What Tree? Cut-leaved Lime

Cut-leaved Lime ‘Laciniata’ (Tilia platyphyllos laciniata)

The focus of this month’s ‘What Tree?’ is a very specific cultivar of large-leaved lime. This is because this species was identified during a recent tree survey on behalf of one of our Client’s. Other than on this site, the only time that we have come across this particular tree is in arboretums. Therefore, what better way to celebrate such a unique tree than have it as a feature.   

The species derivation comes from the Greek ‘platys’, meaning broad, and ‘phyllon’ which refers to a leaf. Outside of Britain this species is often referred to as large-leaved linden, whereas the use of ‘lime’ is believed to be a corruption of ‘lind’. However, the tree is not closely related to the lime fruit tree. The cultivar ‘laciniata’ is derived from Latin, meaning fringed or deeply cut. 

Large-leaved limes naturally occur in the UK and were commonly used throughout the medieval period for timber, animal fodder and honey. With advancements in engineering and stronger timber sources from other trees, the use of lime now is generally associated with decorative carving. Given the scarcity of ‘laciniata’ cultivars, these uses are in relation to the more widespread large-leaved lime.  

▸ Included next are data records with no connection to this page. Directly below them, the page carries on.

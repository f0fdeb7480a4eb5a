//! Target specification types with CIDR and hostname support.
//!
//! Accepted inputs:
//! - A single IPv4 address (192.168.1.1)
//! - An IPv4 CIDR block (192.168.1.0/24)
//! - A hostname (example.com), resolved to its first IPv4 address

use ipnetwork::Ipv4Network;
use std::fmt;
use std::net::{IpAddr, Ipv4Addr};
use std::str::FromStr;
use trust_dns_resolver::config::{ResolverConfig, ResolverOpts};
use trust_dns_resolver::TokioAsyncResolver;

/// Error type for target parsing and resolution.
#[derive(Debug, Clone, thiserror::Error)]
pub enum TargetError {
    #[error("invalid target format: {0}")]
    InvalidFormat(String),
    #[error("IPv6 targets are not supported: {0}")]
    Ipv6Unsupported(String),
    #[error("failed to resolve hostname '{0}': {1}")]
    DnsResolutionFailed(String, String),
    #[error("no IPv4 addresses found for hostname '{0}'")]
    NoAddressesFound(String),
    #[error("invalid CIDR notation: {0}")]
    InvalidCidr(String),
    #[error("CIDR range too large: {0} addresses (max: {1})")]
    CidrTooLarge(u64, u64),
}

/// A target as typed by the user, before resolution.
#[derive(Debug, Clone, PartialEq, Eq)]
pub enum TargetSpec {
    /// A single IPv4 address.
    Single(Ipv4Addr),
    /// A CIDR network range.
    Cidr(Ipv4Network),
    /// A hostname to be resolved.
    Hostname(String),
}

impl TargetSpec {
    /// Maximum number of addresses allowed in a CIDR range (/16).
    pub const MAX_CIDR_HOSTS: u64 = 65536;

    /// Parse a target specification from a string.
    pub fn parse(s: &str) -> Result<Self, TargetError> {
        let s = s.trim();

        if let Ok(ip) = s.parse::<IpAddr>() {
            return match ip {
                IpAddr::V4(v4) => Ok(Self::Single(v4)),
                IpAddr::V6(_) => Err(TargetError::Ipv6Unsupported(s.to_string())),
            };
        }

        if s.contains('/') {
            if s.contains(':') {
                return Err(TargetError::Ipv6Unsupported(s.to_string()));
            }
            let network: Ipv4Network = s
                .parse()
                .map_err(|_| TargetError::InvalidCidr(s.to_string()))?;

            let size = network_size(&network);
            if size > Self::MAX_CIDR_HOSTS {
                return Err(TargetError::CidrTooLarge(size, Self::MAX_CIDR_HOSTS));
            }

            return Ok(Self::Cidr(network));
        }

        if is_valid_hostname(s) {
            return Ok(Self::Hostname(s.to_string()));
        }

        Err(TargetError::InvalidFormat(s.to_string()))
    }

    /// Resolve this specification into something the engines can sweep.
    ///
    /// Hostnames are looked up through DNS; CIDR blocks stay unexpanded
    /// until [`ScanTarget::hosts`] is called.
    pub async fn resolve(&self) -> Result<ScanTarget, TargetError> {
        match self {
            Self::Single(ip) => Ok(ScanTarget::Host {
                original: ip.to_string(),
                ip: *ip,
            }),

            Self::Cidr(network) => Ok(ScanTarget::Network(*network)),

            Self::Hostname(hostname) => {
                let resolver =
                    TokioAsyncResolver::tokio(ResolverConfig::default(), ResolverOpts::default());

                let response = resolver.lookup_ip(hostname.as_str()).await.map_err(|e| {
                    TargetError::DnsResolutionFailed(hostname.clone(), e.to_string())
                })?;

                let ip = response
                    .iter()
                    .find_map(|ip| match ip {
                        IpAddr::V4(v4) => Some(v4),
                        IpAddr::V6(_) => None,
                    })
                    .ok_or_else(|| TargetError::NoAddressesFound(hostname.clone()))?;

                Ok(ScanTarget::Host {
                    original: hostname.clone(),
                    ip,
                })
            }
        }
    }
}

impl FromStr for TargetSpec {
    type Err = TargetError;

    fn from_str(s: &str) -> Result<Self, Self::Err> {
        Self::parse(s)
    }
}

impl fmt::Display for TargetSpec {
    fn fmt(&self, f: &mut fmt::Formatter<'_>) -> fmt::Result {
        match self {
            Self::Single(ip) => write!(f, "{}", ip),
            Self::Cidr(network) => write!(f, "{}", network),
            Self::Hostname(hostname) => write!(f, "{}", hostname),
        }
    }
}

/// A resolved target: one host, or a network to be swept host by host.
#[derive(Debug, Clone, PartialEq, Eq)]
pub enum ScanTarget {
    Host { original: String, ip: Ipv4Addr },
    Network(Ipv4Network),
}

impl ScanTarget {
    /// Usable host addresses covered by this target.
    ///
    /// Network and broadcast addresses are excluded for prefixes shorter
    /// than /31.
    pub fn hosts(&self) -> Vec<Ipv4Addr> {
        match self {
            Self::Host { ip, .. } => vec![*ip],
            Self::Network(network) => usable_hosts(network),
        }
    }
}

impl fmt::Display for ScanTarget {
    fn fmt(&self, f: &mut fmt::Formatter<'_>) -> fmt::Result {
        match self {
            Self::Host { original, ip } if *original == ip.to_string() => write!(f, "{}", ip),
            Self::Host { original, ip } => write!(f, "{} ({})", original, ip),
            Self::Network(network) => write!(f, "{}", network),
        }
    }
}

fn network_size(network: &Ipv4Network) -> u64 {
    1u64 << (32 - u32::from(network.prefix()))
}

fn usable_hosts(network: &Ipv4Network) -> Vec<Ipv4Addr> {
    if network.prefix() >= 31 {
        return network.iter().collect();
    }
    let network_addr = network.network();
    let broadcast = network.broadcast();
    network
        .iter()
        .filter(|addr| *addr != network_addr && *addr != broadcast)
        .collect()
}

/// Check if a string is a valid hostname.
fn is_valid_hostname(s: &str) -> bool {
    if s.is_empty() || s.len() > 253 {
        return false;
    }

    // Each label must be 1-63 alphanumeric/hyphen characters, no edge hyphens
    s.split('.').all(|label| {
        !label.is_empty()
            && label.len() <= 63
            && label.chars().next().is_some_and(|c| c.is_ascii_alphanumeric())
            && label.chars().last().is_some_and(|c| c.is_ascii_alphanumeric())
            && label.chars().all(|c| c.is_ascii_alphanumeric() || c == '-')
    })
}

The specific origin of this cultivar is unknown, but records indicate that it may have been in cultivation by 1844. With its unique foliage the tree is often considered a delicate and attractive specimen. With large flower bracts, which are a similar size to large-leaved lime, these can dwarf the delicate leaves and make the tree particularly striking in early summer.  

There are several other reported forms that are associated with this cultivar. These are predominantly variegated forms with either white or yellow spotting on the leaves. These were first recorded in Belgium and Holland, and therefore are likely to be even more scarce, if at all present, in the UK outside of arboretums or cultivation. 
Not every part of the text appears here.